Never hurts. It never hurts to have a little bit of that.
Yeah, and maybe that's sort of a good way. I know you mentioned that you wanted to talk about things that are currently going on.
Yeah, I mean, that's a big thing with this whole field is we're so stuck with these historical cases that a lot of people ask, well, what's going on now?
Why don't we have these things happening now? We do. We do. And I think Muifai.
is the place to go for current case reports. So what do you make of that whole argument that
UFOs are kind of dead, that this is a historical subject at this point?
Well, it is to a degree always going to be a historical subject because we're trying to
understand a completely mysterious phenomena that is still occurring, only we have to try and
put it in some kind of context, and obviously we have to turn to history to do that. I mean,
I, just since I've been back, I mean, this is so classic for the UFO field.
I get this case.
The gentleman is, he works for a high-tech company, highly educated man, zero background in UFOs.
And he's taking a walk where he works in Vancouver, Washington, in broad daylight on a nice day.

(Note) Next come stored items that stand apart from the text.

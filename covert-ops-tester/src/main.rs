mod logic;

use anyhow::{Context, Result, bail};
use clap::{Parser, ValueEnum};
use colored::Colorize;
use covert_ops_core::{Difficulty, RuleSet};
use std::fs::File;
use std::io::{BufWriter, Write, stdout};
use std::path::{Path, PathBuf};
use std::time::Instant;

use logic::{
    LogicTester, ScenarioResult, SeedInfo, all_scenario_keys, get_scenario, list_scenarios,
    resolve_seed_inputs,
};

#[derive(Debug, Clone, Copy, PartialEq, Eq, ValueEnum)]
pub enum DifficultyArg {
    Beginner,
    Experienced,
    Veteran,
    Genius,
    Superhuman,
}

impl From<DifficultyArg> for Difficulty {
    fn from(value: DifficultyArg) -> Self {
        match value {
            DifficultyArg::Beginner => Self::Beginner,
            DifficultyArg::Experienced => Self::Experienced,
            DifficultyArg::Veteran => Self::Veteran,
            DifficultyArg::Genius => Self::Genius,
            DifficultyArg::Superhuman => Self::Superhuman,
        }
    }
}

#[derive(Debug, Parser)]
#[command(name = "covert-ops-tester", version = "0.1.0")]
#[command(about = "Automated QA testing for the covert operations engine")]
struct Args {
    /// Scenarios to run (comma-separated, or `all`)
    #[arg(long, default_value = "smoke")]
    scenarios: String,

    /// List all available scenarios and exit
    #[arg(long)]
    list_scenarios: bool,

    /// Seeds to run (comma-separated; integers, 0x hex or start..end ranges)
    #[arg(long, default_value = "1337")]
    seeds: String,

    /// Number of iterations per scenario and seed
    #[arg(long, default_value_t = 10)]
    iterations: usize,

    /// Campaign difficulty used by the scenarios
    #[arg(long, value_enum, default_value_t = DifficultyArg::Veteran)]
    difficulty: DifficultyArg,

    /// Rules file to test instead of the bundled content
    #[arg(long)]
    rules: Option<PathBuf>,

    /// Output report format
    #[arg(long, default_value = "console")]
    #[arg(value_parser = ["json", "markdown", "console"])]
    report: String,

    /// Verbose output
    #[arg(short, long)]
    verbose: bool,

    /// Optional path to write the report output instead of stdout
    #[arg(long)]
    output: Option<PathBuf>,
}

fn main() -> Result<()> {
    env_logger::init();
    let args = Args::parse();

    if maybe_list_scenarios(&args)? {
        return Ok(());
    }

    announce_banner();

    let start_time = Instant::now();
    let rules = load_rules(args.rules.as_deref())?;
    let scenarios = expand_scenarios(&args.scenarios);
    let seed_infos = resolve_seed_inputs(&split_csv(&args.seeds))?;

    let all_results = run_logic_scenarios(&args, &rules, &scenarios, &seed_infos)?;

    write_reports(&args, &all_results, start_time)?;

    if all_results.iter().any(|r| !r.passed) {
        std::process::exit(1);
    }

    Ok(())
}

fn maybe_list_scenarios(args: &Args) -> Result<bool> {
    if !args.list_scenarios {
        return Ok(false);
    }
    let mut output_target = OutputTarget::new(args.output.clone())?;
    writeln!(output_target.writer(), "Available scenarios:")?;
    for (key, description) in list_scenarios() {
        writeln!(output_target.writer(), "  {key:25} - {description}")?;
    }
    output_target.flush_inner()?;
    Ok(true)
}

fn announce_banner() {
    println!("{}", "🕵️ Covert Ops Automated Tester".bright_cyan().bold());
    println!("{}", "================================".cyan());
}

fn load_rules(path: Option<&Path>) -> Result<RuleSet> {
    let rules = match path {
        Some(path) => {
            let json = std::fs::read_to_string(path)
                .with_context(|| format!("failed to read {}", path.display()))?;
            RuleSet::from_json(&json)
                .with_context(|| format!("failed to parse rules from {}", path.display()))?
        }
        None => RuleSet::bundled().context("bundled rules are malformed")?,
    };
    rules.validate().context("rules failed validation")?;
    log::info!(
        "loaded {} operations, {} missions, {} event scripts",
        rules.operations.len(),
        rules.missions.len(),
        rules.event_scripts.len()
    );
    Ok(rules)
}

fn split_csv(s: &str) -> Vec<String> {
    s.split(',')
        .map(|x| x.trim().to_string())
        .filter(|x| !x.is_empty())
        .collect()
}

fn expand_scenarios(scenarios_arg: &str) -> Vec<String> {
    let mut scenarios = split_csv(scenarios_arg);
    if scenarios.iter().any(|s| s == "all") {
        scenarios.retain(|s| s != "all");
        for key in all_scenario_keys() {
            if !scenarios.contains(&key) {
                scenarios.push(key);
            }
        }
    }
    scenarios
}

fn run_logic_scenarios(
    args: &Args,
    rules: &RuleSet,
    scenarios: &[String],
    seeds: &[SeedInfo],
) -> Result<Vec<ScenarioResult>> {
    let tester = LogicTester::new(rules, args.difficulty.into(), args.verbose);
    let mut results = Vec::new();
    for name in scenarios {
        let Some(scenario) = get_scenario(name) else {
            bail!("Unknown scenario: {name} (see --list-scenarios)");
        };
        results.extend(tester.run_scenario(&scenario, seeds, args.iterations));
    }
    Ok(results)
}

fn write_reports(args: &Args, results: &[ScenarioResult], start_time: Instant) -> Result<()> {
    let mut output_target = OutputTarget::new(args.output.clone())?;

    match args.report.as_str() {
        "json" => {
            logic::reports::generate_json_report(&mut output_target, results)?;
        }
        "markdown" => {
            if results.is_empty() {
                writeln!(
                    &mut output_target,
                    "# Covert Ops Logic Test Results\n\n_No scenarios executed._"
                )?;
            } else {
                logic::reports::generate_markdown_report(&mut output_target, results)?;
            }
        }
        _ => {
            if results.is_empty() {
                writeln!(&mut output_target, "No logic scenarios executed.")?;
            } else {
                logic::reports::generate_console_report(
                    &mut output_target,
                    results,
                    start_time.elapsed(),
                )?;
            }
            writeln!(&mut output_target)?;
            writeln!(
                &mut output_target,
                "🏁 Total time: {:?}",
                start_time.elapsed()
            )?;
        }
    }

    output_target.flush_inner()?;
    Ok(())
}

enum OutputTarget {
    Stdout(BufWriter<std::io::Stdout>),
    File(BufWriter<File>),
}

impl OutputTarget {
    fn new(path: Option<PathBuf>) -> Result<Self> {
        if let Some(path) = path {
            let file = File::create(&path)
                .with_context(|| format!("failed to create {}", path.display()))?;
            Ok(Self::File(BufWriter::new(file)))
        } else {
            Ok(Self::Stdout(BufWriter::new(stdout())))
        }
    }

    fn writer(&mut self) -> &mut dyn Write {
        match self {
            Self::Stdout(w) => w,
            Self::File(w) => w,
        }
    }

    fn flush_inner(&mut self) -> std::io::Result<()> {
        match self {
            Self::Stdout(w) => w.flush(),
            Self::File(w) => w.flush(),
        }
    }
}

impl Write for OutputTarget {
    fn write(&mut self, buf: &[u8]) -> std::io::Result<usize> {
        self.writer().write(buf)
    }

    fn flush(&mut self) -> std::io::Result<()> {
        self.flush_inner()
    }
}

#[cfg(test)]
mod tests {
    use super::*;

    fn base_args() -> Args {
        Args {
            scenarios: "smoke".to_string(),
            list_scenarios: false,
            seeds: "1337".to_string(),
            iterations: 1,
            difficulty: DifficultyArg::Veteran,
            rules: None,
            report: "console".to_string(),
            verbose: false,
            output: None,
        }
    }

    fn temp_file(name: &str) -> PathBuf {
        std::env::temp_dir().join(format!("covert-ops-{}-{name}", std::process::id()))
    }

    #[test]
    fn expands_all_scenarios_keyword() {
        let expanded = expand_scenarios("smoke,all");
        assert_eq!(expanded[0], "smoke");
        assert_eq!(expanded.len(), all_scenario_keys().len());
        assert!(expanded.contains(&"event-scripts".to_string()));
    }

    #[test]
    fn expand_scenarios_without_all_preserves_order() {
        let expanded = expand_scenarios(" casualty-floor, ,smoke ");
        assert_eq!(
            expanded,
            vec!["casualty-floor".to_string(), "smoke".to_string()]
        );
    }

    #[test]
    fn unknown_scenarios_are_rejected() {
        let rules = load_rules(None).unwrap();
        let seeds = vec![SeedInfo::from_numeric(1)];
        let err = run_logic_scenarios(&base_args(), &rules, &["nope".to_string()], &seeds)
            .unwrap_err();
        assert!(err.to_string().contains("Unknown scenario: nope"));
    }

    #[test]
    fn maybe_list_scenarios_writes_output() {
        let temp = temp_file("scenarios.txt");
        let args = Args {
            list_scenarios: true,
            output: Some(temp.clone()),
            ..base_args()
        };
        assert!(maybe_list_scenarios(&args).unwrap());
        let content = std::fs::read_to_string(&temp).unwrap();
        assert!(content.contains("Available scenarios"));
        assert!(content.contains("casualty-floor"));
        let _ = std::fs::remove_file(temp);
    }

    #[test]
    fn maybe_list_scenarios_returns_false_when_disabled() {
        assert!(!maybe_list_scenarios(&base_args()).unwrap());
    }

    #[test]
    fn write_reports_markdown_empty_results() {
        let temp = temp_file("report.md");
        let args = Args {
            report: "markdown".to_string(),
            output: Some(temp.clone()),
            ..base_args()
        };
        write_reports(&args, &[], Instant::now()).unwrap();
        let content = std::fs::read_to_string(&temp).unwrap();
        assert!(content.contains("_No scenarios executed._"));
        let _ = std::fs::remove_file(temp);
    }

    #[test]
    fn missing_rules_file_is_reported() {
        let err = load_rules(Some(Path::new("/definitely/not/here.json"))).unwrap_err();
        assert!(err.to_string().contains("failed to read"));
    }

    #[test]
    fn difficulty_arg_maps_onto_engine_tiers() {
        assert_eq!(Difficulty::from(DifficultyArg::Genius), Difficulty::Genius);
        assert_eq!(
            Difficulty::from(DifficultyArg::Superhuman),
            Difficulty::Superhuman
        );
    }
}
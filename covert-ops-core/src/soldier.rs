//! Soldier records touched by covert operations: stats, roles, wounds.
use rand::Rng;
use serde::{Deserialize, Serialize};

use crate::numbers::{ceil_f64_to_i32, i32_to_f32};
use crate::rng::RollExt;
use crate::stats::{Stat, StatBlock, StatCategory};

/// Career track a soldier can hold ranks in.
#[derive(Debug, Clone, Copy, PartialEq, Eq, Hash, PartialOrd, Ord, Serialize, Deserialize)]
#[serde(rename_all = "snake_case")]
pub enum SoldierRole {
    Soldier,
    Pilot,
    Agent,
    Scientist,
    Engineer,
}

/// First sprite index of each role's rank badges.
#[derive(Debug, Clone, Copy, PartialEq, Eq, Default, Serialize, Deserialize)]
pub struct RankSpriteTable {
    #[serde(default)]
    pub soldier: i32,
    #[serde(default)]
    pub pilot: i32,
    #[serde(default)]
    pub agent: i32,
    #[serde(default)]
    pub scientist: i32,
    #[serde(default)]
    pub engineer: i32,
}

impl RankSpriteTable {
    #[must_use]
    pub const fn offset(&self, role: SoldierRole) -> i32 {
        match role {
            SoldierRole::Soldier => self.soldier,
            SoldierRole::Pilot => self.pilot,
            SoldierRole::Agent => self.agent,
            SoldierRole::Scientist => self.scientist,
            SoldierRole::Engineer => self.engineer,
        }
    }
}

/// Rank and accumulated experience within one role.
#[derive(Debug, Clone, Copy, PartialEq, Eq, Serialize, Deserialize)]
pub struct RoleRank {
    pub role: SoldierRole,
    pub rank: i32,
    #[serde(default)]
    pub experience: i32,
}

/// Which training a soldier goes back to once an operation releases them.
#[derive(Debug, Clone, Copy, PartialEq, Eq, Default, Serialize, Deserialize)]
#[serde(rename_all = "snake_case")]
pub enum ReturnToTraining {
    #[default]
    None,
    Martial,
    Psi,
    Both,
}

impl ReturnToTraining {
    #[must_use]
    pub const fn martial(self) -> bool {
        matches!(self, Self::Martial | Self::Both)
    }

    #[must_use]
    pub const fn psi(self) -> bool {
        matches!(self, Self::Psi | Self::Both)
    }
}

#[derive(Debug, Clone, PartialEq, Serialize, Deserialize)]
pub struct Soldier {
    pub id: u32,
    pub name: String,
    /// Soldier rule type; resolves stat caps.
    pub kind: String,
    pub current: StatBlock,
    #[serde(default)]
    pub initial: StatBlock,
    #[serde(default)]
    wound_recovery: f32,
    #[serde(default)]
    health_missing: i32,
    #[serde(default)]
    mana_missing: i32,
    #[serde(default)]
    pub roles: Vec<RoleRank>,
    /// Id of the covert operation this soldier is assigned to.
    #[serde(default)]
    pub assignment: Option<u32>,
    #[serde(default)]
    pub in_training: bool,
    #[serde(default)]
    pub in_psi_training: bool,
    #[serde(default)]
    pub return_to_training: ReturnToTraining,
}

impl Soldier {
    #[must_use]
    pub fn new(id: u32, name: impl Into<String>, kind: impl Into<String>, stats: StatBlock) -> Self {
        Self {
            id,
            name: name.into(),
            kind: kind.into(),
            current: stats,
            initial: stats,
            wound_recovery: 0.0,
            health_missing: 0,
            mana_missing: 0,
            roles: Vec::new(),
            assignment: None,
            in_training: false,
            in_psi_training: false,
            return_to_training: ReturnToTraining::None,
        }
    }

    #[must_use]
    pub fn with_role(mut self, role: SoldierRole, rank: i32) -> Self {
        self.add_role(role, rank);
        self
    }

    /// Days until wounds are healed.
    #[must_use]
    pub fn wound_recovery(&self) -> i32 {
        ceil_f64_to_i32(f64::from(self.wound_recovery))
    }

    pub fn set_wound_recovery(&mut self, days: i32) {
        self.wound_recovery = i32_to_f32(days.max(0));
    }

    /// Heal one day of wounds with optional sick bay bonuses.
    pub fn heal_wound(&mut self, abs_bonus: f32, rel_bonus: f32) {
        let health = i32_to_f32(self.current[Stat::Health]);
        self.wound_recovery -= 1.0 + abs_bonus + rel_bonus * health * 0.01;
        if self.wound_recovery < 0.0 {
            self.wound_recovery = 0.0;
        }
    }

    #[must_use]
    pub const fn health_missing(&self) -> i32 {
        self.health_missing
    }

    pub fn set_health_missing(&mut self, value: i32) {
        self.health_missing = value.max(0);
    }

    #[must_use]
    pub const fn mana_missing(&self) -> i32 {
        self.mana_missing
    }

    pub fn set_mana_missing(&mut self, value: i32) {
        self.mana_missing = value.max(0);
    }

    #[must_use]
    pub fn is_wounded(&self) -> bool {
        self.wound_recovery > 0.0 || self.health_missing > 0
    }

    pub fn add_role(&mut self, role: SoldierRole, rank: i32) {
        if let Some(entry) = self.roles.iter_mut().find(|r| r.role == role) {
            entry.rank += rank;
        } else {
            self.roles.push(RoleRank {
                role,
                rank,
                experience: 0,
            });
        }
    }

    pub fn add_experience(&mut self, role: SoldierRole, exp: i32) {
        if let Some(entry) = self.roles.iter_mut().find(|r| r.role == role) {
            entry.experience += exp;
        } else {
            self.roles.push(RoleRank {
                role,
                rank: 0,
                experience: exp,
            });
        }
    }

    #[must_use]
    pub fn role_rank(&self, role: SoldierRole) -> i32 {
        self.roles
            .iter()
            .find(|r| r.role == role)
            .map_or(0, |r| r.rank)
    }

    #[must_use]
    pub fn role_experience(&self, role: SoldierRole) -> i32 {
        self.roles
            .iter()
            .find(|r| r.role == role)
            .map_or(0, |r| r.experience)
    }

    /// Highest rank held in any role; a soldier without roles is a rank 0 soldier.
    #[must_use]
    pub fn best_role_rank(&self) -> (SoldierRole, i32) {
        let mut best: Option<(SoldierRole, i32)> = None;
        for entry in &self.roles {
            if best.is_none_or(|(_, rank)| entry.rank > rank) {
                best = Some((entry.role, entry.rank));
            }
        }
        best.unwrap_or((SoldierRole::Soldier, 0))
    }

    #[must_use]
    pub fn role_rank_sprite(&self, role: SoldierRole, table: &RankSpriteTable) -> i32 {
        table.offset(role) + self.role_rank(role) - 1
    }

    /// Apply combat and covert experience, crediting role experience along the way.
    pub fn improve_primary_stats<R: Rng + ?Sized>(
        &mut self,
        exp: &StatBlock,
        role: SoldierRole,
        caps: &StatBlock,
        rng: &mut R,
    ) {
        for stat in Stat::ALL {
            let points = exp[stat];
            if points == 0 || !self.current.below_cap(stat, caps) {
                continue;
            }
            match stat.category() {
                StatCategory::Secondary => continue,
                StatCategory::Combat if stat == Stat::Bravery => {
                    let (gain, _) = improve_stat(points, true, rng);
                    self.current.add(stat, gain);
                    let credited = match role {
                        SoldierRole::Soldier | SoldierRole::Agent | SoldierRole::Pilot => role,
                        _ => SoldierRole::Soldier,
                    };
                    self.add_experience(credited, 1);
                }
                StatCategory::Combat => {
                    let (gain, rate) = improve_stat(points, false, rng);
                    self.current.add(stat, gain);
                    let credited = match role {
                        SoldierRole::Soldier | SoldierRole::Agent => role,
                        _ => SoldierRole::Soldier,
                    };
                    self.add_experience(credited, rate);
                }
                StatCategory::Covert => {
                    let (gain, rate) = improve_stat(points, false, rng);
                    self.current.add(stat, gain);
                    self.add_experience(SoldierRole::Agent, rate);
                }
            }
        }
        self.current.clamp_to(caps);
    }

    /// Apply time-unit, stamina and health experience.
    pub fn improve_secondary_stats<R: Rng + ?Sized>(
        &mut self,
        exp: &StatBlock,
        caps: &StatBlock,
        rng: &mut R,
    ) {
        for stat in Stat::ALL {
            if stat.category() != StatCategory::Secondary {
                continue;
            }
            let (gain, _) = improve_stat(exp[stat], false, rng);
            self.current.add(stat, gain);
        }
        self.current.clamp_to(caps);
    }
}

/// Stat growth for `exp` experience points, with the role experience rate it earns.
pub fn improve_stat<R: Rng + ?Sized>(exp: i32, bravery: bool, rng: &mut R) -> (i32, i32) {
    if bravery && exp > rng.roll_range(0, 10) {
        return (10, 1);
    }
    if exp > 10 {
        (rng.roll_range(2, 6), 3)
    } else if exp > 5 {
        (rng.roll_range(1, 4), 2)
    } else if exp > 2 {
        (rng.roll_range(1, 3), 1)
    } else if exp > 0 {
        let gain = rng.roll_range(0, 1);
        (gain, gain)
    } else {
        (0, 0)
    }
}

#[cfg(test)]
mod tests {
    use super::*;
    use rand::SeedableRng;
    use rand_chacha::ChaCha20Rng;

    fn recruit() -> Soldier {
        Soldier::new(
            1,
            "Ada Vance",
            "STR_AGENT",
            StatBlock::zero()
                .with(Stat::Health, 40)
                .with(Stat::Firing, 50)
                .with(Stat::Stealth, 20),
        )
    }

    #[test]
    fn counters_never_go_negative() {
        let mut soldier = recruit();
        soldier.set_health_missing(-4);
        soldier.set_mana_missing(-1);
        soldier.set_wound_recovery(-3);
        assert_eq!(soldier.health_missing(), 0);
        assert_eq!(soldier.mana_missing(), 0);
        assert_eq!(soldier.wound_recovery(), 0);
        assert!(!soldier.is_wounded());

        soldier.set_wound_recovery(2);
        soldier.heal_wound(0.0, 0.0);
        soldier.heal_wound(5.0, 0.0);
        assert_eq!(soldier.wound_recovery(), 0);
    }

    #[test]
    fn sick_bay_bonus_scales_with_health() {
        let mut soldier = recruit();
        soldier.set_wound_recovery(12);
        soldier.heal_wound(0.0, 10.0);
        assert_eq!(soldier.wound_recovery(), 7);
        soldier.heal_wound(0.5, 0.0);
        assert_eq!(soldier.wound_recovery(), 6);
    }

    #[test]
    fn best_role_rank_prefers_highest() {
        let soldier = recruit()
            .with_role(SoldierRole::Soldier, 1)
            .with_role(SoldierRole::Agent, 4)
            .with_role(SoldierRole::Pilot, 2);
        assert_eq!(soldier.best_role_rank(), (SoldierRole::Agent, 4));
        assert_eq!(recruit().best_role_rank(), (SoldierRole::Soldier, 0));
    }

    #[test]
    fn rank_sprite_uses_role_offset() {
        let table = RankSpriteTable {
            soldier: 0,
            pilot: 10,
            agent: 20,
            scientist: 30,
            engineer: 40,
        };
        let soldier = recruit().with_role(SoldierRole::Agent, 3);
        assert_eq!(soldier.role_rank_sprite(SoldierRole::Agent, &table), 22);
        assert_eq!(soldier.role_rank_sprite(SoldierRole::Engineer, &table), 39);
    }

    #[test]
    fn improve_stat_follows_steps() {
        let mut rng = ChaCha20Rng::seed_from_u64(5);
        for _ in 0..200 {
            let (gain, rate) = improve_stat(12, false, &mut rng);
            assert!((2..=6).contains(&gain));
            assert_eq!(rate, 3);
            assert_eq!(improve_stat(0, false, &mut rng), (0, 0));
            assert_eq!(improve_stat(-3, false, &mut rng), (0, 0));
            let (gain, _) = improve_stat(1, false, &mut rng);
            assert!((0..=1).contains(&gain));
        }
    }

    #[test]
    fn primary_improvement_respects_caps_and_credits_agent() {
        let mut rng = ChaCha20Rng::seed_from_u64(17);
        let caps = StatBlock::splat(52);
        let mut soldier = recruit();
        let exp = StatBlock::zero()
            .with(Stat::Firing, 12)
            .with(Stat::Stealth, 12);
        soldier.improve_primary_stats(&exp, SoldierRole::Agent, &caps, &mut rng);
        assert!(soldier.current[Stat::Firing] <= 52);
        assert!(soldier.current[Stat::Stealth] > 20);
        assert!(soldier.role_experience(SoldierRole::Agent) >= 6);
    }
}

He sees a circular metallic craft come across the sky, and he's standing there watching this,
and what really dumbfounds him is that it's scintillating strange colors, and he himself is also a pilot.
He is a small plane pilot, and he's flown in the very same area.
And he manages to take a cell phone video of the object.
And so he contacts Mufon because he wants to know if anybody else has seen it.
And of course, when all is said and done, nobody else has seen it.
So this is what drives you crazy with UFOs.
Here I've got a highly qualified witness with no biases, no previous background in UFOs,
who sees something and even photographs it and he can't possibly explain it.
What are we going to do with that?
How many of those cases are there?
I think they're going on all the time.
Absolutely.
And I mean, up until the present day, James, we have cases happening throughout the 2000s,
which we haven't heard much about before this Pentagon UFO program came to the public eye.
So I'd love to sort of dovetail into that here.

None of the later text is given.